:: WHAT THE EXERCISE ASKS ::
In the material below, find each line with the word "Result" and list it.

:: DATA FOR REVIEW ::
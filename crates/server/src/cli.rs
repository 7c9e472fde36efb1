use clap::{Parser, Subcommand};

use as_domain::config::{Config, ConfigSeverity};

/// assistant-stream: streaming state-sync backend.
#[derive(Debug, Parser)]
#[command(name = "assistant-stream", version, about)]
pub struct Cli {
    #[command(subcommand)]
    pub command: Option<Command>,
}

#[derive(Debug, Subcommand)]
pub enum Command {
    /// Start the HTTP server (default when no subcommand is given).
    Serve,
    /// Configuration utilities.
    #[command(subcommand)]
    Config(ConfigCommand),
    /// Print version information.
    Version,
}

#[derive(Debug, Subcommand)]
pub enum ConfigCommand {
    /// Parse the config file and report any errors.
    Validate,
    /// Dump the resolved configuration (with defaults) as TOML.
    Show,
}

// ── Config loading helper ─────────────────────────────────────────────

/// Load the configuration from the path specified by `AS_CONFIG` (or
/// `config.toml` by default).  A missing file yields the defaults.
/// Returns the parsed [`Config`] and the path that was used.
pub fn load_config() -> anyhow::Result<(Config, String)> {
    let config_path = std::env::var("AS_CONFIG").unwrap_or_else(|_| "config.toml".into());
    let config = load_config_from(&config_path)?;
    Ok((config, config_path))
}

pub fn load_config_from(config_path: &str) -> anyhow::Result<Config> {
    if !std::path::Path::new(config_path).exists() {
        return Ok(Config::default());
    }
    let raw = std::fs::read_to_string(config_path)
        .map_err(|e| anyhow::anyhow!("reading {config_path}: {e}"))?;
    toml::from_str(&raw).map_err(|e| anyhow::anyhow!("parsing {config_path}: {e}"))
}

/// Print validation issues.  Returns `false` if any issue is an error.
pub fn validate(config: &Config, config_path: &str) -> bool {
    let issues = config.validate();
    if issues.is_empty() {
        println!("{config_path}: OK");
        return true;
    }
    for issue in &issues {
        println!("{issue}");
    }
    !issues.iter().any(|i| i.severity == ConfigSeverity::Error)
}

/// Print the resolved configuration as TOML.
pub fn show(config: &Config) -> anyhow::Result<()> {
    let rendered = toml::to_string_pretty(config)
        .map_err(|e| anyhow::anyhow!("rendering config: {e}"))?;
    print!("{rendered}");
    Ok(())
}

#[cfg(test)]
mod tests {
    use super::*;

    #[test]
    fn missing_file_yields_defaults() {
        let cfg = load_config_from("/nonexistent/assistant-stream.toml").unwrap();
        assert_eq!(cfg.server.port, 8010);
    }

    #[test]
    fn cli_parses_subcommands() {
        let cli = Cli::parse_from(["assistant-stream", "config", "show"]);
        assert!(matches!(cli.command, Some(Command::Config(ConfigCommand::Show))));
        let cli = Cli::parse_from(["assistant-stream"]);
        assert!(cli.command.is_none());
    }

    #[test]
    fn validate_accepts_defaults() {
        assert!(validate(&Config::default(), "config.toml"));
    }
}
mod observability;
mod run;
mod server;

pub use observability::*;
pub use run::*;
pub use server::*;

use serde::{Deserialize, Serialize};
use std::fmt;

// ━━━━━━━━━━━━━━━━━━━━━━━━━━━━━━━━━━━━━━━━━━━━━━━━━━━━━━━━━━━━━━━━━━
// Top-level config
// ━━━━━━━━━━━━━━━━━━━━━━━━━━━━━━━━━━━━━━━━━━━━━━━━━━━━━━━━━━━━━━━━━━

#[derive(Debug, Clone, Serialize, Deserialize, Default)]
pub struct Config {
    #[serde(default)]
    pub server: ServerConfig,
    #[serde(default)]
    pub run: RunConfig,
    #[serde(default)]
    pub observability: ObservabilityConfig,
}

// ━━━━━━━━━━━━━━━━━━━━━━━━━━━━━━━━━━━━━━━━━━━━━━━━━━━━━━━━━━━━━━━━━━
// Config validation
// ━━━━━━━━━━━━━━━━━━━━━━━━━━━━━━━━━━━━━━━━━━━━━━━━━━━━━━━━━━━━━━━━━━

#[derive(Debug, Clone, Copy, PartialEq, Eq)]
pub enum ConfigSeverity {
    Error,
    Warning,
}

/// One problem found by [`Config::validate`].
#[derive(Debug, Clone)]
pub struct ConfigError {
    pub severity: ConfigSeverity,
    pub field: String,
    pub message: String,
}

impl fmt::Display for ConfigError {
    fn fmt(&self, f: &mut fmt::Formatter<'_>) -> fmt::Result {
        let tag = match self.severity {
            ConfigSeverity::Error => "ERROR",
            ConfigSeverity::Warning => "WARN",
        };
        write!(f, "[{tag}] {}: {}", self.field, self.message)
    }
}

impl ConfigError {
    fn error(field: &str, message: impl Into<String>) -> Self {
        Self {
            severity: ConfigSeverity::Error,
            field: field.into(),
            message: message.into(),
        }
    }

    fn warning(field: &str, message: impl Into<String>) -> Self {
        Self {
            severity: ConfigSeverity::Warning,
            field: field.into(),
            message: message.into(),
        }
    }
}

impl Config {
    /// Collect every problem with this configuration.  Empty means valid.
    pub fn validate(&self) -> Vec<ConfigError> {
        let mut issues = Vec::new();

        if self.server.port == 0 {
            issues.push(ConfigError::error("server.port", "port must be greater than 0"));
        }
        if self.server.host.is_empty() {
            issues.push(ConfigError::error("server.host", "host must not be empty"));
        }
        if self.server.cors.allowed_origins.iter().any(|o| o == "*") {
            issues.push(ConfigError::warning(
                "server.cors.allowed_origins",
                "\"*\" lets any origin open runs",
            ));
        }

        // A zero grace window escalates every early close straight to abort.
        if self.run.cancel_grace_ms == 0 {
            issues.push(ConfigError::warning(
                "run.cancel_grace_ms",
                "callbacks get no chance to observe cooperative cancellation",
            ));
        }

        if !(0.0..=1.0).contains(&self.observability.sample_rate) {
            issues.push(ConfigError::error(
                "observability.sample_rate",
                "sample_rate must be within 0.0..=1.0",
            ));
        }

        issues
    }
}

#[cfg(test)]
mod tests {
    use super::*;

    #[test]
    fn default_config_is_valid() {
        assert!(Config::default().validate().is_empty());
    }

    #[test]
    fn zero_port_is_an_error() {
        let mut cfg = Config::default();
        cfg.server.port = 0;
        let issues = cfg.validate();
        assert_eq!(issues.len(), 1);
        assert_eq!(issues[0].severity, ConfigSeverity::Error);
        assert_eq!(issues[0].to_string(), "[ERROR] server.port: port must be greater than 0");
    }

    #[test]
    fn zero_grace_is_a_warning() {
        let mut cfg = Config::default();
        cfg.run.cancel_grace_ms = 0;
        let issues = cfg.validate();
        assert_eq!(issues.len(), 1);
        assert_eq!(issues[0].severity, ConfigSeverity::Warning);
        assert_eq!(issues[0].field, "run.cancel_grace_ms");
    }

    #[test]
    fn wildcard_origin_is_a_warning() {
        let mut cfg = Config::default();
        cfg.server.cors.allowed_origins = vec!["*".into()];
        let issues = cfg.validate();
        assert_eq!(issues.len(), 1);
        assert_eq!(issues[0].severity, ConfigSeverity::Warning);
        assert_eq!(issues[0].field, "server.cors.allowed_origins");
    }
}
--
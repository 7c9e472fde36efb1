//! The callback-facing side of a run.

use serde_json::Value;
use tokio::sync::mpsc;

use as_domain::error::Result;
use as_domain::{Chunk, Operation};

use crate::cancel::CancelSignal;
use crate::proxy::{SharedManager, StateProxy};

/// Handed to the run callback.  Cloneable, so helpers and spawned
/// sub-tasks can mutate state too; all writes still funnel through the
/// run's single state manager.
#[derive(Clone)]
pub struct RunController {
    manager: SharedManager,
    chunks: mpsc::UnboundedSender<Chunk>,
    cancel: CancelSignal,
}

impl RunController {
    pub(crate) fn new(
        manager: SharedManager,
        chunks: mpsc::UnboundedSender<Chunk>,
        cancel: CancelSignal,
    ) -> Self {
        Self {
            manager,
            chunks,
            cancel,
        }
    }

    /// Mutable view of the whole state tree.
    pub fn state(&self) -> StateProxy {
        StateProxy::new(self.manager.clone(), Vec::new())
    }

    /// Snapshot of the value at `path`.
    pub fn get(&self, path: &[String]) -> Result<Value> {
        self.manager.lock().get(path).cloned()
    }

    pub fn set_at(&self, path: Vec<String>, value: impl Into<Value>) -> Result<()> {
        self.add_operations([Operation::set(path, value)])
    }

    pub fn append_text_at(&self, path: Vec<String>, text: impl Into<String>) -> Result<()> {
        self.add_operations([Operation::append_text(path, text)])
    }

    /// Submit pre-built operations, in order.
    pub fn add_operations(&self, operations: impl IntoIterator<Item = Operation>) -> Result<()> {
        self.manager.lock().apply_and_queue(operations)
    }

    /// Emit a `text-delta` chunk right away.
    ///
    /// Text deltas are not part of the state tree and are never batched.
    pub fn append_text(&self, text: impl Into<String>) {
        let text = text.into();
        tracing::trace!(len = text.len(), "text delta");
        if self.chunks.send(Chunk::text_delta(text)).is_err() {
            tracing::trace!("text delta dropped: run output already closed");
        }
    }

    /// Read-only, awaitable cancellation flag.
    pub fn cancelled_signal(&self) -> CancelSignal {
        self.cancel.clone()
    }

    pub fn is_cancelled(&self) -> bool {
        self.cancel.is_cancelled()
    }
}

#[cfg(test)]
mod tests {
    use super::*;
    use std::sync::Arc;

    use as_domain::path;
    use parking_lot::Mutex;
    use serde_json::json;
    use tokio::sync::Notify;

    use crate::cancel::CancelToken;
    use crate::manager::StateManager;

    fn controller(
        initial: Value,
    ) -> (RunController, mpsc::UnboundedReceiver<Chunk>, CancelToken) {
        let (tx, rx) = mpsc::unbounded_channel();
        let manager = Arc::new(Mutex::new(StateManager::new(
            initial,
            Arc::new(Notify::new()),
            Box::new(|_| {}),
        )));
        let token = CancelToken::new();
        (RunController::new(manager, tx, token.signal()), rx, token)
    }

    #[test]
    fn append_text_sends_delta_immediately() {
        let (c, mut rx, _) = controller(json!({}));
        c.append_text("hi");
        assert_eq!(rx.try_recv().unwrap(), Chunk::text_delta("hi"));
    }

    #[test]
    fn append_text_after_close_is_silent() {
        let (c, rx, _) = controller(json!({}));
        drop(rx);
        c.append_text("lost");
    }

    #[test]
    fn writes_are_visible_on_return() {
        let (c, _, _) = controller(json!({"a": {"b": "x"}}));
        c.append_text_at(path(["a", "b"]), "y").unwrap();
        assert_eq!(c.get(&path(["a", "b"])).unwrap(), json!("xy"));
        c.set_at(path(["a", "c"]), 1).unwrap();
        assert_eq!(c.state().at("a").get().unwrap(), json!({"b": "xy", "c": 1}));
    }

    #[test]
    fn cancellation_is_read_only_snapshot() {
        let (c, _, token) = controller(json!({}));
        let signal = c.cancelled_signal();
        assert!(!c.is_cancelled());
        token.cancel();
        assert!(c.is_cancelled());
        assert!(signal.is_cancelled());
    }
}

:: ANSWER FOR THIS EXERCISE ::
pub fn load_config() -> anyhow::Result<(Config, String)> {
pub fn load_config_from(config_path: &str) -> anyhow::Result<Config> {
pub fn show(config: &Config) -> anyhow::Result<()> {
    fn fmt(&self, f: &mut fmt::Formatter<'_>) -> fmt::Result {
use as_domain::error::Result;
    pub fn get(&self, path: &[String]) -> Result<Value> {
    pub fn set_at(&self, path: Vec<String>, value: impl Into<Value>) -> Result<()> {
    pub fn append_text_at(&self, path: Vec<String>, text: impl Into<String>) -> Result<()> {
    pub fn add_operations(&self, operations: impl IntoIterator<Item = Operation>) -> Result<()> {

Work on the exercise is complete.